The multibeam bathymetric and sidescan survey planned for May 2002 has been rescheduled to a later date in 2002. When completed, this survey will provide a 1m by 1m resolution image of the Oculina Banks habitat. The image will then be compared to the 1995 sidescan mosaic and any changes will be quantified. Georeferenced digital photographs will provide ground-truth information for classifying the habitats (Cochrane and Lafferty, 2002). Locations of these photographs will be used to define a histogram within the sidescan mosiac image containing a range of brightness values representing a particular habitat type. Next, a classification matrix will be compiled where the habitats identified in the digital photographs will be compared with the habitats classified from the 1995 side scan imagery. Any classification conflicts will be analyzed to determine if change has occurred or if the original image was classified incorrectly due to the very difficult conditions in this underwater environment.
To help us identify change in the EORR habitats, fish abundance surveys have been conducted throughout the reef since 1980. While specific methodologies differ over time, surveys performed in 1995 showed disturbing shifts in the ecology of the reef, as smaller fish were more prevalent and overall diversity declined (Gilmore and Jones, 1992; Koenig et al., 2000). The 2001 mission also yielded fish abundances by species for specific geographic locations within the reserve. The resulting database allows users to query individual species by dive location. Generally, these surveys show a continued shift in the community towards nonfishery species. Further investigations are planned to gauge the spawning aggregations which develop during the spring and are essential to maintaining populations of gag and scamp within the reef.
GISs provide valuable tools for analyzing data, which can enable a cost-effective method for assessing and monitoring marine resources. Applications of this software range from site selection of artificial reefs (Wright et al., 1998) to analysis of recreational use trends (Waltenburger and Pickett, 1999). Internet based GIS projects are currently under development for the Monterey Bay National Marine Sanctuary, Channel Islands National Marine Sanctuary, and Fagatele Bay National Marine Sanctuary (Stanbury and Starr, 1999; Waltenburger and Pickett, 1999; Wright et al., 2001). Lastly, in a related project, River Run (http://www.uncwil.edu/riverrun) was created to disseminate water quality data for the Lower Cape Fear River (Figure 6). These projects have demonstrated the utility of GIS and have become excellent tools for achieving management objectives, as well as public education. The Oculina Banks GIS project represents an extension of these efforts, as well as the first attempt to create an interactive GIS for a submerged coral reef system. When completed, the habitat analysis and Internet GIS will provide resource managers with a broad array of data to make sound policy decisions.

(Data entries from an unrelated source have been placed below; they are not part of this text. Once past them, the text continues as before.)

//! Project entity model
//!
//! This module contains the SeaORM entity model for the projects table,
//! the tenant root every widget, subscriber and API key belongs to.

use sea_orm::ActiveModelBehavior;
use sea_orm::entity::prelude::*;
use sea_orm::prelude::DateTimeWithTimeZone;
use serde_json::Value as JsonValue;
use uuid::Uuid;

/// Project entity representing one tenant workspace
#[derive(Clone, Debug, PartialEq, Eq, DeriveEntityModel)]
#[sea_orm(table_name = "projects")]
pub struct Model {
    /// Unique identifier for the project (primary key)
    #[sea_orm(primary_key)]
    pub id: Uuid,

    /// Identifier of the account that owns this project
    pub owner_id: Uuid,

    /// Display name for the project
    pub name: String,

    /// Inactive projects serve no artifacts and accept no subscriptions
    pub is_active: bool,

    /// Legacy project-level popup settings, superseded by widget rows
    #[sea_orm(column_type = "JsonBinary")]
    pub popup_config: Option<JsonValue>,

    /// Legacy project-level inline settings, superseded by widget rows
    #[sea_orm(column_type = "JsonBinary")]
    pub inline_config: Option<JsonValue>,

    /// Timestamp when the project was created
    pub created_at: DateTimeWithTimeZone,

    /// Timestamp when the project was last updated
    pub updated_at: DateTimeWithTimeZone,
}

#[derive(Copy, Clone, Debug, EnumIter, DeriveRelation)]
pub enum Relation {
    #[sea_orm(has_many = "super::widget::Entity")]
    Widget,
    #[sea_orm(has_many = "super::subscriber::Entity")]
    Subscriber,
    #[sea_orm(has_many = "super::api_key::Entity")]
    ApiKey,
}

impl Related<super::widget::Entity> for Entity {
    fn to() -> RelationDef {
        Relation::Widget.def()
    }
}

impl Related<super::subscriber::Entity> for Entity {
    fn to() -> RelationDef {
        Relation::Subscriber.def()
    }
}

impl Related<super::api_key::Entity> for Entity {
    fn to() -> RelationDef {
        Relation::ApiKey.def()
    }
}

impl ActiveModelBehavior for ActiveModel {}
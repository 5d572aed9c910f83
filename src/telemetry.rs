//! Telemetry utilities for request-scoped tracing metadata and global subscriber management.

use std::any::type_name_of_val;
use std::sync::atomic::{AtomicBool, Ordering};

use log::LevelFilter;
use thiserror::Error;
use tokio::task_local;
use tracing_log::LogTracer;
use tracing_subscriber::{
    EnvFilter, fmt,
    layer::Layer,
    layer::SubscriberExt,
    util::{SubscriberInitExt, TryInitError},
};

use crate::config::AppConfig;

/// Trace context containing request correlation ID.
#[derive(Debug, Clone)]
pub struct TraceContext {
    pub trace_id: String,
}

impl TraceContext {
    /// Mint a fresh context for an incoming request. The id also travels to
    /// clients via the X-Trace-Id response header, so it stays short.
    pub fn new() -> Self {
        Self {
            trace_id: format!("req-{}", &uuid::Uuid::new_v4().simple().to_string()[..12]),
        }
    }
}

impl Default for TraceContext {
    fn default() -> Self {
        Self::new()
    }
}

task_local! {
    static ACTIVE_TRACE_CONTEXT: TraceContext;
}

/// Errors that can occur while initializing global telemetry.
#[derive(Debug, Error)]
pub enum TelemetryInitError {
    #[error("failed to install log tracer bridge: {0}")]
    LogTracer(#[from] log::SetLoggerError),
    #[error("failed to install tracing subscriber: {0}")]
    Subscriber(#[from] TryInitError),
}

static TELEMETRY_INITIALIZED: AtomicBool = AtomicBool::new(false);

/// Initialize global tracing/logging exactly once, wiring `log::` macros into the tracing pipeline.
pub fn init_tracing(config: &AppConfig) -> Result<(), TelemetryInitError> {
    if TELEMETRY_INITIALIZED
        .compare_exchange(false, true, Ordering::SeqCst, Ordering::SeqCst)
        .is_err()
    {
        return Ok(());
    }

    // Install log bridge first so legacy `log::` macros route through tracing.
    if let Err(err) = LogTracer::builder()
        .with_max_level(LevelFilter::Trace)
        .init()
    {
        // If a LogTracer is already registered (e.g., by tests or another component),
        // treat this as success; otherwise surface the error.
        let logger_type = type_name_of_val(log::logger());
        if !logger_type.contains("LogTracer") {
            eprintln!(
                "Warning: Failed to install log tracer bridge: {}. legacy `log::` macros will not emit structured tracing events.",
                err
            );
        }
    }

    let env_filter =
        EnvFilter::try_from_default_env().unwrap_or_else(|_| EnvFilter::new(&config.log_level));

    let fmt_layer = match config.log_format.as_str() {
        "pretty" => fmt::layer().pretty().boxed(),
        _ => fmt::layer().json().boxed(),
    };

    if let Err(err) = tracing_subscriber::registry()
        .with(env_filter)
        .with(fmt_layer)
        .try_init()
    {
        TELEMETRY_INITIALIZED.store(false, Ordering::SeqCst);
        eprintln!(
            "Warning: Failed to set global tracing subscriber: {}. Default subscriber remains in effect.",
            err
        );
    }

    Ok(())
}

/// Execute `future` within the provided trace context, making it available through task-local
/// storage for the duration of the request.
pub async fn with_trace_context<Fut, R>(context: TraceContext, future: Fut) -> R
where
    Fut: std::future::Future<Output = R>,
{
    ACTIVE_TRACE_CONTEXT.scope(context, future).await
}

/// Get the currently active trace ID, if one has been set for the running task.
pub fn current_trace_id() -> Option<String> {
    ACTIVE_TRACE_CONTEXT
        .try_with(|ctx| ctx.trace_id.clone())
        .ok()
}
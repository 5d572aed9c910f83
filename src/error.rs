//! # Error Handling
//!
//! This module provides unified error handling for the Collecty API,
//! implementing a consistent problem+json response format with trace ID propagation.
//!
//! Artifact routes never use these types for their response bodies; a broken
//! `<script src>` must stay syntactically valid, so those handlers emit inert
//! comment bodies instead (see the artifact module).

use axum::{
    extract::rejection::JsonRejection,
    http::{HeaderMap, HeaderValue, StatusCode},
    response::{IntoResponse, Response},
};
use serde::Serialize;
use thiserror::Error;
use utoipa::ToSchema;

use crate::telemetry;

/// Unified API error response structure
#[derive(Debug, Clone, Serialize, ToSchema, Error)]
#[error("{code}: {message}")]
pub struct ApiError {
    /// HTTP status code for the response
    #[serde(skip_serializing, skip_deserializing)]
    pub status: StatusCode,
    /// Error code for programmatic handling
    pub code: Box<str>,
    /// Human-readable error message
    pub message: Box<str>,
    /// Additional error details (optional)
    #[serde(skip_serializing_if = "Option::is_none")]
    pub details: Option<Box<serde_json::Value>>,
    /// Suggested retry delay in seconds (optional)
    pub retry_after: Option<u64>,
    /// Correlation trace ID for debugging (optional)
    #[serde(skip_serializing_if = "Option::is_none")]
    pub trace_id: Option<Box<str>>,
}

impl ApiError {
    /// Create a new API error with the given status code and message
    pub fn new<S: Into<String>>(status: StatusCode, code: S, message: S) -> Self {
        Self {
            status,
            code: code.into().into_boxed_str(),
            message: message.into().into_boxed_str(),
            details: None,
            retry_after: None,
            trace_id: Self::current_trace_id(),
        }
    }

    /// Add details to the error
    pub fn with_details<V: Into<serde_json::Value>>(mut self, details: V) -> Self {
        self.details = Some(Box::new(details.into()));
        self
    }

    /// Set retry after delay
    pub fn with_retry_after(mut self, seconds: u64) -> Self {
        self.retry_after = Some(seconds);
        self
    }

    /// Extract current trace ID from the active tracing span (falls back to generated correlation ID)
    fn current_trace_id() -> Option<Box<str>> {
        telemetry::current_trace_id()
            .map(|trace_id| trace_id.into_boxed_str())
            .or_else(|| {
                // Fallback: generate a correlation ID for basic client-server log correlation
                Some(format!("corr-{}", &uuid::Uuid::new_v4().to_string()[..8]).into_boxed_str())
            })
    }
}

/// Whether a database error is a unique-constraint violation.
///
/// The subscriber upsert relies on this to turn a lost insert race into an
/// update instead of a 500.
pub(crate) fn is_unique_violation(error: &sea_orm::DbErr) -> bool {
    use sea_orm::RuntimeErr;

    const PG_UNIQUE: &str = "23505";
    const SQLITE_DUPLICATE_CODES: &[&str] = &["1555", "2067"];

    let runtime_err = match error {
        sea_orm::DbErr::Query(RuntimeErr::SqlxError(sqlx_err))
        | sea_orm::DbErr::Exec(RuntimeErr::SqlxError(sqlx_err)) => sqlx_err,
        _ => return false,
    };

    let Some(db_error) = runtime_err.as_database_error() else {
        return false;
    };

    if db_error.is_unique_violation() {
        return true;
    }

    if let Some(code) = db_error.code() {
        let code_str = code.as_ref();
        if code_str == PG_UNIQUE || SQLITE_DUPLICATE_CODES.contains(&code_str) {
            return true;
        }
    }

    false
}

/// Standard error types with predefined status codes
#[derive(Debug, Error)]
pub enum ErrorType {
    #[error("Bad Request")]
    BadRequest,
    #[error("Unauthorized")]
    Unauthorized,
    #[error("Forbidden")]
    Forbidden,
    #[error("Not Found")]
    NotFound,
    #[error("Conflict")]
    Conflict,
    #[error("Too Many Requests")]
    TooManyRequests,
    #[error("Internal Server Error")]
    InternalServerError,
    #[error("Service Unavailable")]
    ServiceUnavailable,
}

impl ErrorType {
    /// Get the appropriate HTTP status code for this error type
    pub fn status_code(&self) -> StatusCode {
        match self {
            ErrorType::BadRequest => StatusCode::BAD_REQUEST,
            ErrorType::Unauthorized => StatusCode::UNAUTHORIZED,
            ErrorType::Forbidden => StatusCode::FORBIDDEN,
            ErrorType::NotFound => StatusCode::NOT_FOUND,
            ErrorType::Conflict => StatusCode::CONFLICT,
            ErrorType::TooManyRequests => StatusCode::TOO_MANY_REQUESTS,
            ErrorType::InternalServerError => StatusCode::INTERNAL_SERVER_ERROR,
            ErrorType::ServiceUnavailable => StatusCode::SERVICE_UNAVAILABLE,
        }
    }

    /// Get the SCREAMING_SNAKE_CASE error code string for this error type
    pub fn error_code(&self) -> &'static str {
        match self {
            ErrorType::BadRequest => "VALIDATION_FAILED",
            ErrorType::Unauthorized => "UNAUTHORIZED",
            ErrorType::Forbidden => "FORBIDDEN",
            ErrorType::NotFound => "NOT_FOUND",
            ErrorType::Conflict => "CONFLICT",
            ErrorType::TooManyRequests => "RATE_LIMITED",
            ErrorType::InternalServerError => "INTERNAL_SERVER_ERROR",
            ErrorType::ServiceUnavailable => "SERVICE_UNAVAILABLE",
        }
    }
}

impl IntoResponse for ApiError {
    fn into_response(self) -> Response {
        let mut headers = HeaderMap::new();
        headers.insert(
            "content-type",
            HeaderValue::from_static("application/problem+json"),
        );

        // Add Retry-After header if present
        if let Some(retry_after) = self.retry_after
            && let Ok(header_value) = HeaderValue::from_str(&retry_after.to_string())
        {
            headers.insert("retry-after", header_value);
        }

        (self.status, headers, axum::Json(self)).into_response()
    }
}

// Error mappers for common sources

impl From<ErrorType> for ApiError {
    fn from(error_type: ErrorType) -> Self {
        Self::new(
            error_type.status_code(),
            error_type.error_code(),
            &error_type.to_string(),
        )
    }
}

impl From<anyhow::Error> for ApiError {
    fn from(error: anyhow::Error) -> Self {
        // Log the full error for debugging
        tracing::error!("Internal error: {:?}", error);

        Self::new(
            StatusCode::INTERNAL_SERVER_ERROR,
            "INTERNAL_SERVER_ERROR",
            "An internal error occurred",
        )
    }
}

impl From<JsonRejection> for ApiError {
    fn from(rejection: JsonRejection) -> Self {
        let message = match rejection {
            JsonRejection::JsonDataError(err) => format!("Invalid JSON: {}", err),
            JsonRejection::JsonSyntaxError(err) => format!("JSON syntax error: {}", err),
            JsonRejection::MissingJsonContentType(_) => {
                "Missing 'Content-Type: application/json' header".to_string()
            }
            _ => "Invalid request body".to_string(),
        };

        Self::new(StatusCode::BAD_REQUEST, "VALIDATION_FAILED", &message)
    }
}

impl From<sea_orm::DbErr> for ApiError {
    fn from(error: sea_orm::DbErr) -> Self {
        if is_unique_violation(&error) {
            tracing::debug!(?error, "Unique constraint violation detected");
            return Self::new(StatusCode::CONFLICT, "CONFLICT", "Resource already exists");
        }

        match error {
            sea_orm::DbErr::RecordNotFound(record) => Self::new(
                StatusCode::NOT_FOUND,
                "NOT_FOUND",
                &format!("Record not found: {}", record),
            ),
            sea_orm::DbErr::Query(query_err) => {
                tracing::error!("Database query error: {:?}", query_err);
                Self::new(
                    StatusCode::INTERNAL_SERVER_ERROR,
                    "INTERNAL_SERVER_ERROR",
                    "Database error occurred",
                )
            }
            sea_orm::DbErr::Exec(exec_err) => {
                tracing::error!("Database execution error: {:?}", exec_err);
                Self::new(
                    StatusCode::INTERNAL_SERVER_ERROR,
                    "INTERNAL_SERVER_ERROR",
                    "Database error occurred",
                )
            }
            sea_orm::DbErr::Conn(connection_err) => {
                tracing::error!("Database connection error: {:?}", connection_err);
                Self::new(
                    StatusCode::SERVICE_UNAVAILABLE,
                    "SERVICE_UNAVAILABLE",
                    "Database service unavailable",
                )
            }
            _ => {
                tracing::error!("Database error: {:?}", error);
                Self::new(
                    StatusCode::INTERNAL_SERVER_ERROR,
                    "INTERNAL_SERVER_ERROR",
                    "Database error occurred",
                )
            }
        }
    }
}

/// Create an unauthorized error (401)
pub fn unauthorized(message: Option<&str>) -> ApiError {
    let msg = message.unwrap_or("Authentication required");
    ApiError::new(StatusCode::UNAUTHORIZED, "UNAUTHORIZED", msg)
}

/// Create an unauthorized error (401) with explicit trace_id
pub fn unauthorized_with_trace_id(message: Option<&str>, trace_id: String) -> ApiError {
    let msg = message.unwrap_or("Authentication required");
    let mut error = ApiError::new(StatusCode::UNAUTHORIZED, "UNAUTHORIZED", msg);
    error.trace_id = Some(trace_id.into_boxed_str());
    error
}

/// Create a forbidden error (403)
pub fn forbidden(message: Option<&str>) -> ApiError {
    let msg = message.unwrap_or("Insufficient permissions");
    ApiError::new(StatusCode::FORBIDDEN, "FORBIDDEN", msg)
}

/// Create a not found error (404)
pub fn not_found(message: Option<&str>) -> ApiError {
    let msg = message.unwrap_or("Resource not found");
    ApiError::new(StatusCode::NOT_FOUND, "NOT_FOUND", msg)
}

/// Create a validation error with field details
pub fn validation_error(message: &str, field_errors: serde_json::Value) -> ApiError {
    ApiError::new(StatusCode::BAD_REQUEST, "VALIDATION_FAILED", message).with_details(field_errors)
}

/// Create a rate limit error (429) with a Retry-After hint
pub fn rate_limited(retry_after_seconds: u64) -> ApiError {
    ApiError::new(
        StatusCode::TOO_MANY_REQUESTS,
        "RATE_LIMITED",
        "Rate limit exceeded",
    )
    .with_retry_after(retry_after_seconds)
}

#[cfg(test)]
mod tests {
    use super::*;
    use axum::http::StatusCode;
    use serde_json::json;

    #[test]
    fn test_api_error_basic() {
        let error = ApiError::new(
            StatusCode::BAD_REQUEST,
            "VALIDATION_FAILED",
            "Test error message",
        );

        assert_eq!(error.code, Box::from("VALIDATION_FAILED"));
        assert_eq!(error.message, Box::from("Test error message"));
        assert_eq!(error.details, None);
        assert_eq!(error.retry_after, None);
    }

    #[test]
    fn test_api_error_with_details() {
        let error = ApiError::new(StatusCode::BAD_REQUEST, "BAD_REQUEST", "Test error message")
            .with_details(json!({"field": "value"}));

        assert_eq!(error.details, Some(Box::new(json!({"field": "value"}))));
    }

    #[test]
    fn test_error_type_mapping() {
        let not_found_error: ApiError = ErrorType::NotFound.into();
        assert_eq!(not_found_error.code, Box::from("NOT_FOUND"));
        assert_eq!(not_found_error.message, Box::from("Not Found"));
    }

    #[test]
    fn test_from_anyhow() {
        let anyhow_error = anyhow::anyhow!("Something went wrong");
        let api_error: ApiError = anyhow_error.into();

        assert_eq!(api_error.code, Box::from("INTERNAL_SERVER_ERROR"));
        assert_eq!(api_error.message, Box::from("An internal error occurred"));
    }

    #[test]
    fn test_content_type_header() {
        let error = ApiError::new(StatusCode::BAD_REQUEST, "VALIDATION_FAILED", "Test error");

        let response = error.into_response();

        assert_eq!(
            response.headers().get("content-type").unwrap(),
            "application/problem+json"
        );
    }

    #[test]
    fn test_retry_after_header() {
        let error = rate_limited(60);

        assert_eq!(error.status, StatusCode::TOO_MANY_REQUESTS);
        assert_eq!(error.code, Box::from("RATE_LIMITED"));
        assert_eq!(error.retry_after, Some(60));

        let response = error.into_response();

        assert_eq!(response.headers().get("retry-after").unwrap(), "60");
        assert_eq!(
            response.headers().get("content-type").unwrap(),
            "application/problem+json"
        );
    }

    #[test]
    fn test_status_code_preservation() {
        let error = ApiError::new(StatusCode::CONFLICT, "CONFLICT", "Resource already exists");

        let response = error.into_response();

        assert_eq!(response.status(), StatusCode::CONFLICT);
    }

    #[test]
    fn test_trace_id_generation() {
        let error = ApiError::new(
            StatusCode::INTERNAL_SERVER_ERROR,
            "INTERNAL_SERVER_ERROR",
            "Test error",
        );

        // Outside a request span the fallback correlation ID is used
        assert!(error.trace_id.is_some());
        let trace_id = error.trace_id.unwrap();
        assert!(trace_id.starts_with("corr-"));
        assert_eq!(trace_id.len(), 13); // "corr-" + 8 chars
    }

    #[test]
    fn test_database_error_mapping() {
        let db_error = sea_orm::DbErr::RecordNotFound("test_record".to_string());
        let api_error: ApiError = db_error.into();

        assert_eq!(api_error.status, StatusCode::NOT_FOUND);
        assert_eq!(api_error.code, Box::from("NOT_FOUND"));
        assert!(api_error.message.contains("test_record"));
    }

    #[test]
    fn test_auth_error_helpers() {
        let auth_error = unauthorized(None);
        assert_eq!(auth_error.status, StatusCode::UNAUTHORIZED);
        assert_eq!(auth_error.code, Box::from("UNAUTHORIZED"));
        assert_eq!(auth_error.message, Box::from("Authentication required"));

        let custom_auth_error = unauthorized(Some("Invalid token"));
        assert_eq!(custom_auth_error.message, Box::from("Invalid token"));

        let forbidden_error = forbidden(None);
        assert_eq!(forbidden_error.status, StatusCode::FORBIDDEN);
        assert_eq!(forbidden_error.code, Box::from("FORBIDDEN"));
        assert_eq!(
            forbidden_error.message,
            Box::from("Insufficient permissions")
        );

        let not_found_error = not_found(None);
        assert_eq!(not_found_error.status, StatusCode::NOT_FOUND);
        assert_eq!(not_found_error.message, Box::from("Resource not found"));
    }

    #[test]
    fn test_validation_error_with_details() {
        let field_errors = json!({
            "name": "Name is required",
            "email": "Invalid email format"
        });

        let validation_error = validation_error("Validation failed", field_errors.clone());

        assert_eq!(validation_error.status, StatusCode::BAD_REQUEST);
        assert_eq!(validation_error.code, Box::from("VALIDATION_FAILED"));
        assert_eq!(validation_error.message, Box::from("Validation failed"));
        assert_eq!(validation_error.details, Some(Box::new(field_errors)));
    }

    #[test]
    fn test_non_sqlx_errors_are_not_unique_violations() {
        let err = sea_orm::DbErr::Custom("boom".to_string());
        assert!(!is_unique_violation(&err));

        let err = sea_orm::DbErr::RecordNotFound("widget".to_string());
        assert!(!is_unique_violation(&err));
    }
}
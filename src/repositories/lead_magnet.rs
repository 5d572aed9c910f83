//! # Lead Magnet Repository
//!
//! This module contains the repository implementation for LeadMagnet entities.
//! A lead magnet is only reachable through the widget that references it, so
//! create-or-replace and detach-then-delete both start from the widget row.

use crate::error::ApiError;
use crate::models::lead_magnet::{
    ActiveModel as LeadMagnetActiveModel, Entity as LeadMagnet, Model as LeadMagnetModel,
};
use crate::models::widget::Model as WidgetModel;
use chrono::Utc;
use sea_orm::{
    ActiveModelTrait, DatabaseConnection, EntityTrait, IntoActiveModel, Set, TransactionTrait,
};
use serde_json::Value as JsonValue;
use uuid::Uuid;

/// Full replacement state for a widget's lead magnet
#[derive(Debug, Clone)]
pub struct UpsertLeadMagnetRequest {
    /// Rich-text document tree for the reveal content
    pub description: Option<JsonValue>,
    /// Short teaser shown before signup
    pub preview_text: Option<String>,
    pub is_active: bool,
}

/// Repository for LeadMagnet database operations
pub struct LeadMagnetRepository<'a> {
    db: &'a DatabaseConnection,
}

impl<'a> LeadMagnetRepository<'a> {
    /// Create a new LeadMagnetRepository with the given database connection
    pub fn new(db: &'a DatabaseConnection) -> Self {
        Self { db }
    }

    /// Get lead magnet by ID
    pub async fn get_lead_magnet(&self, id: Uuid) -> Result<Option<LeadMagnetModel>, ApiError> {
        let lead_magnet = LeadMagnet::find_by_id(id).one(self.db).await?;
        Ok(lead_magnet)
    }

    /// Create the widget's lead magnet, or replace the one it already has
    pub async fn upsert_for_widget(
        &self,
        widget: WidgetModel,
        request: UpsertLeadMagnetRequest,
    ) -> Result<LeadMagnetModel, ApiError> {
        let now = Utc::now();

        if let Some(existing_id) = widget.lead_magnet_id
            && let Some(existing) = self.get_lead_magnet(existing_id).await?
        {
            let mut active = existing.into_active_model();
            active.description = Set(request.description);
            active.preview_text = Set(request.preview_text);
            active.is_active = Set(request.is_active);
            active.updated_at = Set(now.into());

            let updated = active.update(self.db).await?;
            return Ok(updated);
        }

        // Insert and attach atomically so the widget never points at a
        // row that failed to materialize
        let txn = self.db.begin().await?;

        let lead_magnet = LeadMagnetActiveModel {
            id: Set(Uuid::new_v4()),
            description: Set(request.description),
            preview_text: Set(request.preview_text),
            is_active: Set(request.is_active),
            created_at: Set(now.into()),
            updated_at: Set(now.into()),
        };
        let created = lead_magnet.insert(&txn).await?;

        let mut widget_active = widget.into_active_model();
        widget_active.lead_magnet_id = Set(Some(created.id));
        widget_active.updated_at = Set(now.into());
        widget_active.update(&txn).await?;

        txn.commit().await?;
        Ok(created)
    }

    /// Detach the widget's lead magnet, then delete it
    pub async fn detach_and_delete(&self, widget: WidgetModel) -> Result<(), ApiError> {
        let lead_magnet_id = widget
            .lead_magnet_id
            .ok_or_else(|| crate::error::not_found(Some("widget has no lead magnet")))?;

        let txn = self.db.begin().await?;

        let mut widget_active = widget.into_active_model();
        widget_active.lead_magnet_id = Set(None);
        widget_active.updated_at = Set(Utc::now().into());
        widget_active.update(&txn).await?;

        LeadMagnet::delete_by_id(lead_magnet_id).exec(&txn).await?;

        txn.commit().await?;
        Ok(())
    }
}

The distribution of geospatial data via the Internet is accomplished by developing a client and server-side application structure. The client-side application involves the enhancement of the Web browser to accommodate software that facilitates viewing of the incoming data. Extreme cases require downloading of specific software packages by the user to access the data. Server-side architecture maintains the applicable software and files within the server. In this system, the server processes individual user queries and publishes the results in a format that can be accommodated by generic Web browsers (Marshall, 2000).
The Oculina website is based on a server-side architecture and implements the ArcIMS (Internet Map Server) software. The homepage (http://www.uncwil.edu/oculina) provides an overview of the Oculina EORR and presents information on coral reef ecology and the history of the Oculina Banks. Users will be provided with tutorials that provide instructions on using the mapping software. After entering the mapping environment, the aforementioned data layers will be accessible. Requests by the user will generate a new map that will be provided by the server. The end product will provide stakeholders (policy makers, scientists, etc.) with access to volumes of data on the condition of the reef in one location. This product will represent an improvement in data distribution as current efforts provide insufficient data to support scientific inquiry or educational opportunities.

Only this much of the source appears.